What you need to do: Wherever the word "JobRef" appears in the entries, copy the whole line.

** Opening Supplied data block **

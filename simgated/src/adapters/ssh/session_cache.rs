// SPDX-License-Identifier: AGPL-3.0-only
// Copyright (C) 2026 Alex Sizykh

use std::collections::HashMap;
use std::sync::Arc;

use tokio::sync::RwLock;

use crate::app::errors::{AppResult, invalid_argument};
use crate::app::types::SshConfig;

use super::{SessionManager, SshParams};

pub trait SessionFactory: Send + Sync {
    fn build(&self, params: SshParams) -> Arc<SessionManager>;
}

#[derive(Default)]
pub struct DefaultSessionFactory;

impl SessionFactory for DefaultSessionFactory {
    fn build(&self, params: SshParams) -> Arc<SessionManager> {
        Arc::new(SessionManager::new(params))
    }
}

/// Named sessions are kept and reused; unnamed ones are built per call.
pub struct SessionCache {
    sessions: RwLock<HashMap<String, Arc<SessionManager>>>,
    factory: Arc<dyn SessionFactory>,
}

impl SessionCache {
    pub fn new(factory: Arc<dyn SessionFactory>) -> Self {
        Self {
            sessions: RwLock::new(HashMap::new()),
            factory,
        }
    }

    pub async fn get(&self, name: &str) -> Option<Arc<SessionManager>> {
        self.sessions.read().await.get(name).cloned()
    }

    pub async fn len(&self) -> usize {
        self.sessions.read().await.len()
    }

    pub async fn get_or_create(&self, config: &SshConfig) -> AppResult<Arc<SessionManager>> {
        let params = to_params(config)?;
        let Some(session_name) = config.session_name.as_deref() else {
            return Ok(self.factory.build(params));
        };

        let mut sessions = self.sessions.write().await;
        if let Some(existing) = sessions.get(session_name) {
            if existing.matches_params(&params) {
                return Ok(existing.clone());
            }
            existing.shutdown().await;
        }
        let session = self.factory.build(params);
        sessions.insert(session_name.to_string(), session.clone());
        Ok(session)
    }

    pub async fn shutdown_all(&self) {
        let drained: Vec<_> = self.sessions.write().await.drain().collect();
        for (name, session) in drained {
            log::debug!("closing ssh session '{name}'");
            session.shutdown().await;
        }
    }
}

fn to_params(config: &SshConfig) -> AppResult<SshParams> {
    if config.username.trim().is_empty() {
        return Err(invalid_argument("ssh username must not be empty"));
    }
    if config.host.trim().is_empty() {
        return Err(invalid_argument("ssh host must not be empty"));
    }
    Ok(SshParams {
        host: config.host.clone(),
        addr: config.addr,
        username: config.username.clone(),
        identity_path: config.identity_path.clone(),
        known_hosts_path: config.known_hosts_path.clone(),
        keepalive_secs: config.keepalive_secs,
    })
}
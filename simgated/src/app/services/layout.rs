// SPDX-License-Identifier: AGPL-3.0-only
// Copyright (C) 2026 Alex Sizykh

use crate::app::settings::SchedulerSettings;

/// Remote path convention shared with existing batch scripts.
#[derive(Debug, Clone)]
pub struct RemoteLayout {
    sim_base_path: String,
    image_base_path: String,
    sbatch_base_path: String,
    log_base_path: String,
}

impl RemoteLayout {
    pub fn new(settings: &SchedulerSettings) -> Self {
        Self {
            sim_base_path: trim_base(&settings.sim_base_path),
            image_base_path: trim_base(&settings.image_base_path),
            sbatch_base_path: trim_base(&settings.sbatch_base_path),
            log_base_path: trim_base(&settings.log_base_path),
        }
    }

    pub fn experiment_dir(&self, experiment_id: &str) -> String {
        format!("{}/experiment-{experiment_id}", self.sim_base_path)
    }

    pub fn archive_path(&self, experiment_id: &str) -> String {
        format!(
            "{}/{experiment_id}.omex",
            self.experiment_dir(experiment_id)
        )
    }

    pub fn simulation_log(&self, experiment_id: &str) -> String {
        format!("{}/logs", self.experiment_dir(experiment_id))
    }

    pub fn output_dir(&self, experiment_id: &str) -> String {
        format!("{}/output", self.experiment_dir(experiment_id))
    }

    pub fn results_zip(&self, experiment_id: &str) -> String {
        format!("{}/results.zip", self.experiment_dir(experiment_id))
    }

    pub fn report_csv(&self, experiment_id: &str) -> String {
        format!("{}/report.csv", self.experiment_dir(experiment_id))
    }

    pub fn image_dir(&self) -> &str {
        &self.image_base_path
    }

    pub fn definition_path(&self, container_hash: &str) -> String {
        format!("{}/{container_hash}.def", self.image_base_path)
    }

    pub fn image_path(&self, container_hash: &str) -> String {
        format!("{}/simulator-{container_hash}.sif", self.image_base_path)
    }

    pub fn sbatch_dir(&self) -> &str {
        &self.sbatch_base_path
    }

    pub fn submit_script(&self, job_name: &str) -> String {
        format!("{}/{job_name}.sbatch", self.sbatch_base_path)
    }

    pub fn log_dir(&self) -> &str {
        &self.log_base_path
    }

    pub fn job_log(&self, job_name: &str) -> String {
        format!("{}/{job_name}.out", self.log_base_path)
    }
}

fn trim_base(path: &str) -> String {
    let trimmed = path.trim().trim_end_matches('/');
    if trimmed.is_empty() {
        ".".to_string()
    } else {
        trimmed.to_string()
    }
}
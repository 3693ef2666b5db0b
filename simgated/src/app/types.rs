// SPDX-License-Identifier: AGPL-3.0-only
// Copyright (C) 2026 Alex Sizykh

use std::collections::{BTreeMap, BTreeSet};
use std::fmt;
use std::net::SocketAddr;
use std::path::PathBuf;
use std::str::FromStr;

use serde::{Deserialize, Serialize};

use crate::app::services::slurm;

/// What a tracked batch job is for.
#[derive(Debug, Clone, Copy, PartialEq, Eq, Hash, Serialize, Deserialize)]
#[serde(rename_all = "snake_case")]
pub enum JobType {
    Simulation,
    BuildContainer,
}

impl JobType {
    pub fn as_str(self) -> &'static str {
        match self {
            JobType::Simulation => "simulation",
            JobType::BuildContainer => "build_container",
        }
    }
}

impl fmt::Display for JobType {
    fn fmt(&self, f: &mut fmt::Formatter<'_>) -> fmt::Result {
        f.write_str(self.as_str())
    }
}

impl FromStr for JobType {
    type Err = String;

    fn from_str(s: &str) -> Result<Self, Self::Err> {
        match s {
            "simulation" => Ok(JobType::Simulation),
            "build_container" => Ok(JobType::BuildContainer),
            other => Err(format!("unknown job type '{other}'")),
        }
    }
}

/// Lifecycle status persisted for every job.
///
/// Ordered WAITING < QUEUED < RUNNING < {COMPLETED, FAILED}; see [`JobStatus::rank`].
#[derive(Debug, Clone, Copy, PartialEq, Eq, Hash, Serialize, Deserialize)]
#[serde(rename_all = "SCREAMING_SNAKE_CASE")]
pub enum JobStatus {
    Waiting,
    Queued,
    Running,
    Completed,
    Failed,
}

impl JobStatus {
    pub const NON_TERMINAL: [JobStatus; 3] =
        [JobStatus::Waiting, JobStatus::Queued, JobStatus::Running];

    pub fn as_str(self) -> &'static str {
        match self {
            JobStatus::Waiting => "WAITING",
            JobStatus::Queued => "QUEUED",
            JobStatus::Running => "RUNNING",
            JobStatus::Completed => "COMPLETED",
            JobStatus::Failed => "FAILED",
        }
    }

    pub fn rank(self) -> u8 {
        match self {
            JobStatus::Waiting => 0,
            JobStatus::Queued => 1,
            JobStatus::Running => 2,
            JobStatus::Completed | JobStatus::Failed => 3,
        }
    }

    pub fn is_terminal(self) -> bool {
        matches!(self, JobStatus::Completed | JobStatus::Failed)
    }
}

impl fmt::Display for JobStatus {
    fn fmt(&self, f: &mut fmt::Formatter<'_>) -> fmt::Result {
        f.write_str(self.as_str())
    }
}

impl FromStr for JobStatus {
    type Err = String;

    fn from_str(s: &str) -> Result<Self, Self::Err> {
        match s.trim().to_ascii_uppercase().as_str() {
            "WAITING" => Ok(JobStatus::Waiting),
            "QUEUED" => Ok(JobStatus::Queued),
            "RUNNING" => Ok(JobStatus::Running),
            "COMPLETED" => Ok(JobStatus::Completed),
            "FAILED" => Ok(JobStatus::Failed),
            other => Err(format!("unknown job status '{other}'")),
        }
    }
}

/// Owner of a job: a simulation run or a container build for a simulator.
#[derive(Debug, Clone, Copy, PartialEq, Eq, Serialize, Deserialize)]
#[serde(tag = "type", content = "ref_id", rename_all = "snake_case")]
pub enum JobKind {
    Simulation(i64),
    Build(i64),
}

impl JobKind {
    pub fn job_type(self) -> JobType {
        match self {
            JobKind::Simulation(_) => JobType::Simulation,
            JobKind::Build(_) => JobType::BuildContainer,
        }
    }

    pub fn simulation_id(self) -> Option<i64> {
        match self {
            JobKind::Simulation(id) => Some(id),
            JobKind::Build(_) => None,
        }
    }

    pub fn simulator_id(self) -> Option<i64> {
        match self {
            JobKind::Build(id) => Some(id),
            JobKind::Simulation(_) => None,
        }
    }
}

#[derive(Debug, Clone, PartialEq, Serialize, Deserialize)]
pub struct JobRecord {
    pub id: i64,
    pub kind: JobKind,
    pub correlation_id: String,
    pub external_job_id: Option<i64>,
    pub status: JobStatus,
    /// Last raw scheduler state seen by the poller.
    pub scheduler_state: Option<String>,
    pub start_time: Option<String>,
    pub end_time: Option<String>,
    pub error_message: Option<String>,
    pub created_at: String,
}

#[derive(Debug, Clone, PartialEq, Eq)]
pub struct NewJob {
    pub kind: JobKind,
    pub correlation_id: String,
    pub external_job_id: Option<i64>,
    pub status: JobStatus,
    pub start_time: Option<String>,
}

/// A status change the store applies only if the job is still in `from`.
#[derive(Debug, Clone, PartialEq, Eq)]
pub struct JobTransition {
    pub from: JobStatus,
    pub to: JobStatus,
    pub scheduler_state: Option<String>,
    /// When the scheduler reports the job actually started.
    pub start_time: Option<String>,
    pub end_time: Option<String>,
    pub error_message: Option<String>,
}

/// Built (or building) runtime container, keyed by its definition hash.
#[derive(Debug, Clone, PartialEq, Eq, Serialize, Deserialize)]
pub struct SimulatorRecord {
    pub id: i64,
    pub definition_hash: String,
    pub definition: String,
    pub image_path: String,
    pub created_at: String,
}

#[derive(Debug, Clone, PartialEq, Eq)]
pub struct NewSimulator {
    pub definition_hash: String,
    pub definition: String,
    pub image_path: String,
}

#[derive(Debug, Clone, PartialEq, Eq, Serialize, Deserialize)]
pub struct SimulationRecord {
    pub id: i64,
    pub simulator_id: i64,
    pub experiment_id: String,
    pub archive_path: String,
    pub external_job_id: Option<i64>,
    pub created_at: String,
}

#[derive(Debug, Clone, PartialEq, Eq)]
pub struct NewSimulation {
    pub simulator_id: i64,
    pub experiment_id: String,
    pub archive_path: String,
}

/// Progress payload published by workers on the event bus.
#[derive(Debug, Clone, PartialEq, Serialize, Deserialize)]
pub struct WorkerEventMessage {
    pub correlation_id: String,
    pub sequence_number: i64,
    pub time: f64,
    #[serde(default)]
    pub mass: BTreeMap<String, f64>,
    /// Workers may report a lifecycle status; plain progress means RUNNING.
    #[serde(default, skip_serializing_if = "Option::is_none")]
    pub status: Option<JobStatus>,
    #[serde(default, skip_serializing_if = "Option::is_none")]
    pub error_message: Option<String>,
}

#[derive(Debug, Clone, PartialEq, Serialize, Deserialize)]
pub struct WorkerEvent {
    pub id: i64,
    pub job_id: i64,
    pub correlation_id: String,
    pub sequence_number: i64,
    pub time: f64,
    pub mass: BTreeMap<String, f64>,
    pub created_at: String,
}

/// Incoming execution request: a model archive plus its declared dependencies.
#[derive(Debug, Clone, PartialEq, Eq)]
pub struct SimulationRequest {
    pub archive: PathBuf,
    pub dependencies: Vec<String>,
}

/// Container definition derived from a request.
#[derive(Debug, Clone, PartialEq, Eq)]
pub struct ContainerSpec {
    pub definition: String,
    pub dependencies: BTreeSet<String>,
}

#[derive(Debug, Clone, Default, PartialEq, Eq)]
pub struct AllowList {
    entries: BTreeSet<String>,
}

impl AllowList {
    pub fn new<I, S>(entries: I) -> Self
    where
        I: IntoIterator<Item = S>,
        S: AsRef<str>,
    {
        Self {
            entries: entries
                .into_iter()
                .map(|entry| entry.as_ref().trim().to_string())
                .filter(|entry| !entry.is_empty())
                .collect(),
        }
    }

    pub fn contains(&self, dependency: &str) -> bool {
        self.entries.contains(dependency.trim())
    }

    pub fn len(&self) -> usize {
        self.entries.len()
    }

    pub fn is_empty(&self) -> bool {
        self.entries.is_empty()
    }
}

/// One scheduler record, normalized from either the live queue or accounting.
#[derive(Debug, Clone, PartialEq, Eq, Serialize, Deserialize)]
pub struct JobState {
    pub job_id: i64,
    pub name: String,
    pub account: String,
    pub user_name: String,
    pub job_state: String,
    pub start_time: Option<String>,
    pub end_time: Option<String>,
    pub exit_code: Option<i32>,
}

impl JobState {
    pub fn normalized_state(&self) -> String {
        slurm::normalize_slurm_state(&self.job_state)
    }

    pub fn is_done(&self) -> bool {
        slurm::is_slurm_state_terminal(&self.normalized_state())
    }

    pub fn is_failed(&self) -> bool {
        let state = self.normalized_state();
        slurm::is_slurm_state_terminal(&state) && state != "COMPLETED"
    }

    pub fn status(&self) -> Option<JobStatus> {
        slurm::job_status_for_state(&self.normalized_state())
    }
}

#[derive(Debug, Clone, PartialEq, Eq, Serialize, Deserialize)]
pub struct DispatchHandle {
    pub experiment_id: String,
    pub simulation_id: i64,
    pub simulator_id: i64,
}

/// Ways callers can point at a job.
#[derive(Debug, Clone, PartialEq, Eq)]
pub enum JobRef {
    Job(i64),
    /// Latest simulation run for a simulation record.
    Simulation(i64),
    /// Latest container build for a simulator.
    Simulator(i64),
    Correlation(String),
}

impl fmt::Display for JobRef {
    fn fmt(&self, f: &mut fmt::Formatter<'_>) -> fmt::Result {
        match self {
            JobRef::Job(id) => write!(f, "job {id}"),
            JobRef::Simulation(id) => write!(f, "simulation {id}"),
            JobRef::Simulator(id) => write!(f, "simulator {id}"),
            JobRef::Correlation(cid) => write!(f, "correlation id '{cid}'"),
        }
    }
}

#[derive(Debug, Clone, PartialEq, Eq)]
pub struct SshConfig {
    /// Sessions with a name are cached and reused.
    pub session_name: Option<String>,
    pub host: String,
    pub addr: SocketAddr,
    pub username: String,
    pub identity_path: Option<String>,
    pub known_hosts_path: Option<PathBuf>,
    pub keepalive_secs: u64,
}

** Closing Supplied data block **

Solution to this exercise:
pub enum JobRef {
impl fmt::Display for JobRef {
            JobRef::Job(id) => write!(f, "job {id}"),
            JobRef::Simulation(id) => write!(f, "simulation {id}"),
            JobRef::Simulator(id) => write!(f, "simulator {id}"),
            JobRef::Correlation(cid) => write!(f, "correlation id '{cid}'"),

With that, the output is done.